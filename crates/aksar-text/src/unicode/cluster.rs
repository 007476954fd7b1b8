//! Logical cluster tokenization.
//!
//! A cluster is one pedagogically meaningful unit of a Khmer word: a base
//! consonant, a coeng + consonant subscript pair, a (possibly multi-part)
//! dependent vowel, a diacritic, and so on. Every codepoint of the input
//! belongs to exactly one cluster; the tokenizer never fails.

use super::classify::{COENG, Category, NIKAHIT, classify, is_consonant, is_dependent_vowel};

/// Kind of a logical cluster.
#[derive(Debug, Clone, Copy, PartialEq, Eq, Hash)]
pub enum ClusterKind {
    Consonant,
    Subscript,
    Vowel,
    Diacritic,
    Numeral,
    Punctuation,
    Other,
    /// Caller-authored multi-part unit (manual units only).
    Compound,
}

/// One logical cluster with its char offsets into the source string.
#[derive(Debug, Clone, PartialEq)]
pub struct Cluster {
    /// Position in logical (reading) order.
    pub id: usize,
    /// The cluster's codepoints, in source order.
    pub text: String,
    pub kind: ClusterKind,
    /// Ordered char offsets this cluster owns. Contiguous except for
    /// manual units, which may union arbitrary offsets.
    pub indices: Vec<usize>,
}

impl Cluster {
    /// First owned char offset.
    pub fn first_index(&self) -> usize {
        self.indices[0]
    }

    /// The character a learner should see for this cluster.
    ///
    /// Never the coeng mark: a subscript pair resolves to its base
    /// consonant, and any other coeng-containing text prefers the first
    /// consonant, then the first non-coeng codepoint.
    pub fn representative(&self) -> char {
        let mut first = None;
        for c in self.text.chars() {
            if is_consonant(c) {
                return c;
            }
            if first.is_none() && c != COENG {
                first = Some(c);
            }
        }
        first
            .or_else(|| self.text.chars().next())
            .unwrap_or('\u{FFFD}')
    }
}

/// Tokenize a string into logical clusters with a single left-to-right scan.
pub fn tokenize(text: &str) -> Vec<Cluster> {
    let chars: Vec<char> = text.chars().collect();
    let mut clusters = Vec::new();
    let mut i = 0;

    while i < chars.len() {
        let start = i;
        let kind = match classify(chars[i]) {
            Category::CoengMark if i + 1 < chars.len() && is_consonant(chars[i + 1]) => {
                i += 2;
                ClusterKind::Subscript
            }
            Category::Consonant => {
                i += 1;
                ClusterKind::Consonant
            }
            Category::DependentVowel => {
                // Greedy: split vowels are stored as sequences of dependent
                // vowel signs, optionally closed by a nikahit (-ាំ).
                i += 1;
                while i < chars.len() && is_dependent_vowel(chars[i]) {
                    i += 1;
                }
                if i < chars.len() && chars[i] == NIKAHIT {
                    i += 1;
                }
                ClusterKind::Vowel
            }
            Category::IndependentVowel => {
                i += 1;
                ClusterKind::Vowel
            }
            Category::Diacritic => {
                i += 1;
                ClusterKind::Diacritic
            }
            Category::Numeral => {
                i += 1;
                ClusterKind::Numeral
            }
            Category::Punctuation => {
                i += 1;
                ClusterKind::Punctuation
            }
            // Isolated coeng with nothing stackable after it: keep it as a
            // one-codepoint sign cluster rather than dropping it.
            Category::CoengMark => {
                i += 1;
                ClusterKind::Diacritic
            }
            Category::Other => {
                i += 1;
                ClusterKind::Other
            }
        };

        clusters.push(Cluster {
            id: clusters.len(),
            text: chars[start..i].iter().collect(),
            kind,
            indices: (start..i).collect(),
        });
    }

    clusters
}

/// A caller-authored unit (lesson data) that claims specific codepoints.
#[derive(Debug, Clone, PartialEq)]
pub struct ManualUnit {
    /// The unit's codepoints, used to locate it when `indices` is absent.
    pub text: String,
    pub kind: ClusterKind,
    /// Explicit char offsets; located by first match in the string if None.
    pub indices: Option<Vec<usize>>,
}

/// Tokenize with manual units taking priority over the automatic scan.
///
/// Manual units claim their char offsets first; automatic clusters fill
/// every offset left unclaimed. An automatic cluster partially covered by a
/// manual unit decomposes into single-codepoint clusters, so the output is
/// always a full partition of the input.
pub fn tokenize_with_units(text: &str, manual: &[ManualUnit]) -> Vec<Cluster> {
    let chars: Vec<char> = text.chars().collect();
    let mut used = vec![false; chars.len()];
    let mut placed: Vec<Cluster> = Vec::new();

    for unit in manual {
        let indices = match &unit.indices {
            Some(idx) => idx.clone(),
            None => match find_char_seq(&chars, &unit.text) {
                Some(range) => range,
                None => {
                    tracing::debug!(unit = %unit.text, "manual unit not present in text");
                    continue;
                }
            },
        };
        if indices.is_empty() || indices.iter().any(|&ix| ix >= chars.len() || used[ix]) {
            tracing::debug!(unit = %unit.text, "manual unit overlaps or is out of range");
            continue;
        }
        for &ix in &indices {
            used[ix] = true;
        }
        placed.push(Cluster {
            id: 0,
            text: indices.iter().map(|&ix| chars[ix]).collect(),
            kind: unit.kind,
            indices,
        });
    }

    for auto in tokenize(text) {
        if auto.indices.iter().all(|&ix| !used[ix]) {
            placed.push(auto);
        } else {
            for &ix in &auto.indices {
                if !used[ix] {
                    placed.push(Cluster {
                        id: 0,
                        text: chars[ix].to_string(),
                        kind: single_kind(chars[ix]),
                        indices: vec![ix],
                    });
                }
            }
        }
    }

    placed.sort_by_key(|c| c.first_index());
    for (id, cluster) in placed.iter_mut().enumerate() {
        cluster.id = id;
    }
    placed
}

fn single_kind(c: char) -> ClusterKind {
    match classify(c) {
        Category::Consonant => ClusterKind::Consonant,
        Category::IndependentVowel | Category::DependentVowel => ClusterKind::Vowel,
        Category::Diacritic | Category::CoengMark => ClusterKind::Diacritic,
        Category::Numeral => ClusterKind::Numeral,
        Category::Punctuation => ClusterKind::Punctuation,
        Category::Other => ClusterKind::Other,
    }
}

fn find_char_seq(haystack: &[char], needle: &str) -> Option<Vec<usize>> {
    let needle: Vec<char> = needle.chars().collect();
    if needle.is_empty() || needle.len() > haystack.len() {
        return None;
    }
    (0..=haystack.len() - needle.len())
        .find(|&at| haystack[at..at + needle.len()] == needle[..])
        .map(|at| (at..at + needle.len()).collect())
}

Task description: Using the data above, return each line that includes the word "Numeral".

Written response:
    Numeral,
            Category::Numeral => {
                ClusterKind::Numeral
        Category::Numeral => ClusterKind::Numeral,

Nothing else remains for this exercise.